The blogosphere is jubilant about Haidar's return and sees in the break in the Lanzarote gridlock a major PR failure of the Palace, its foreign policy machine, and a monumental victory for Algeria and the POLISARIO. The stalemate definitely re-introduced the issue in its human form to the International scene, even in the U.S, where a certain neocon former foreign policy maker demonstrated in front of Morocco's Embassy in Washington D.C.
In addition to Sarkozy's statement welcoming the Moroccan autonomy proposal of the Western Sahara, a possible silver-lining for Morocco in this PR fiasco is the overwhelming consensus that the conflict garners in Kingdom. A cursory look at newspapers and Moroccan blogs reveals an incendiary support for the Moroccan position. Haidar's staged hunger strike and international pressure managed to galvanize Moroccans against what was seen as an Algerian-Spanish conspiracy to embarrass and to depict Morocco as a human rights' violator. The quagmire was equally embarrassing to Spain, in which territory the whole drama unfolded, but undoubtedly strained already tense Moroccan-Spanish relations. Spain appears to have offered no concessions to Morocco in regard to the Aminatou Haidar case at this point.

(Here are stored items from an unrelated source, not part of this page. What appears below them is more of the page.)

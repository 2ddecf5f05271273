//! HNSW approximate nearest-neighbor index (C6).
//!
//! Multi-layer navigable small-world graph over neuron embeddings, built the
//! standard way: each inserted node draws a random top layer from
//! `floor(-ln(U) * mL)`, is greedily connected to its `M` (or `2M` at layer
//! 0) nearest neighbors found via a bounded candidate search, and neighbor
//! lists are pruned back down to that bound by keeping the closest. Deletes
//! are soft: a tombstoned node stays linked so the graph's connectivity
//! survives until [`HnswIndex::compact`] physically removes it. Readers
//! (`search`) share a `tokio::sync::RwLock` read guard; writers
//! (`insert`/`delete`/`compact`) take it exclusively, matching the random
//! seeding convention used for index construction elsewhere in the
//! retrieval stack this crate draws from.

use crate::config::HnswConfig;
use crate::vector::cosine_distance;
use rand::rngs::StdRng;
use rand::{Rng, SeedableRng};
use std::cmp::{Ordering, Reverse};
use std::collections::{BinaryHeap, HashMap, HashSet};
use tokio::sync::RwLock;
use uuid::Uuid;

#[derive(Debug, Clone)]
struct Node {
    embedding: Vec<f32>,
    level: usize,
    neighbors: Vec<Vec<Uuid>>,
    tombstoned: bool,
}

#[derive(Debug, Clone, Copy, PartialEq)]
struct Candidate {
    id: Uuid,
    distance: f32,
}

impl Eq for Candidate {}

impl Ord for Candidate {
    fn cmp(&self, other: &Self) -> Ordering {
        self.distance
            .partial_cmp(&other.distance)
            .unwrap_or(Ordering::Equal)
    }
}

impl PartialOrd for Candidate {
    fn partial_cmp(&self, other: &Self) -> Option<Ordering> {
        Some(self.cmp(other))
    }
}

struct Inner {
    nodes: HashMap<Uuid, Node>,
    entry_point: Option<Uuid>,
    max_level: usize,
    tombstone_count: usize,
    rng: StdRng,
}

impl Inner {
    fn random_level(&mut self, m_l: f64) -> usize {
        let u: f64 = self.rng.gen::<f64>().max(1e-12);
        (-u.ln() * m_l).floor() as usize
    }
}

/// In-memory approximate nearest-neighbor index over cosine similarity.
pub struct HnswIndex {
    inner: RwLock<Inner>,
    m: usize,
    ef_construction: usize,
    ef_search: usize,
    m_l: f64,
}

fn search_layer(
    nodes: &HashMap<Uuid, Node>,
    query: &[f32],
    entry_points: &[Uuid],
    ef: usize,
    layer: usize,
) -> Vec<Candidate> {
    let mut visited: HashSet<Uuid> = entry_points.iter().copied().collect();
    let mut candidates: BinaryHeap<Reverse<Candidate>> = BinaryHeap::new();
    let mut result: BinaryHeap<Candidate> = BinaryHeap::new();

    for &ep in entry_points {
        if let Some(node) = nodes.get(&ep) {
            let d = cosine_distance(query, &node.embedding).unwrap_or(1.0);
            candidates.push(Reverse(Candidate { id: ep, distance: d }));
            result.push(Candidate { id: ep, distance: d });
        }
    }

    while let Some(Reverse(current)) = candidates.pop() {
        let worst = result.peek().map(|c| c.distance).unwrap_or(f32::INFINITY);
        if current.distance > worst && result.len() >= ef {
            break;
        }

        let Some(node) = nodes.get(&current.id) else {
            continue;
        };
        let Some(layer_neighbors) = node.neighbors.get(layer) else {
            continue;
        };

        for &neighbor_id in layer_neighbors {
            if !visited.insert(neighbor_id) {
                continue;
            }
            let Some(neighbor) = nodes.get(&neighbor_id) else {
                continue;
            };
            let d = cosine_distance(query, &neighbor.embedding).unwrap_or(1.0);
            let worst = result.peek().map(|c| c.distance).unwrap_or(f32::INFINITY);
            if result.len() < ef || d < worst {
                candidates.push(Reverse(Candidate {
                    id: neighbor_id,
                    distance: d,
                }));
                result.push(Candidate {
                    id: neighbor_id,
                    distance: d,
                });
                if result.len() > ef {
                    result.pop();
                }
            }
        }
    }

    let mut out: Vec<Candidate> = result.into_vec();
    out.sort_by(|a, b| a.distance.partial_cmp(&b.distance).unwrap_or(Ordering::Equal));
    out
}

fn prune_neighbors(nodes: &mut HashMap<Uuid, Node>, id: Uuid, layer: usize, m_max: usize) {
    let Some(embedding) = nodes.get(&id).map(|n| n.embedding.clone()) else {
        return;
    };
    let Some(node) = nodes.get_mut(&id) else {
        return;
    };
    if node.neighbors.len() <= layer {
        node.neighbors.resize(layer + 1, Vec::new());
    }
    let mut list = std::mem::take(&mut node.neighbors[layer]);
    if list.len() > m_max {
        let mut scored: Vec<(Uuid, f32)> = list
            .iter()
            .filter_map(|nb| {
                nodes
                    .get(nb)
                    .map(|n| (*nb, cosine_distance(&embedding, &n.embedding).unwrap_or(1.0)))
            })
            .collect();
        scored.sort_by(|a, b| a.1.partial_cmp(&b.1).unwrap_or(Ordering::Equal));
        scored.truncate(m_max);
        list = scored.into_iter().map(|(id, _)| id).collect();
    }
    nodes.get_mut(&id).unwrap().neighbors[layer] = list;
}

So what's next for Haidar now that she has become an international sensation, already dubbed as the "African Gandhi," a symbol of defiance for human rights? One can easily see her the focus of International human rights organizations seeking to cast more light on the never-ending conflict of the Sands. For Morocco's part, it will be interesting to see what kind of perspective they would cast on the whole debacle and their perceived public and international capitulation.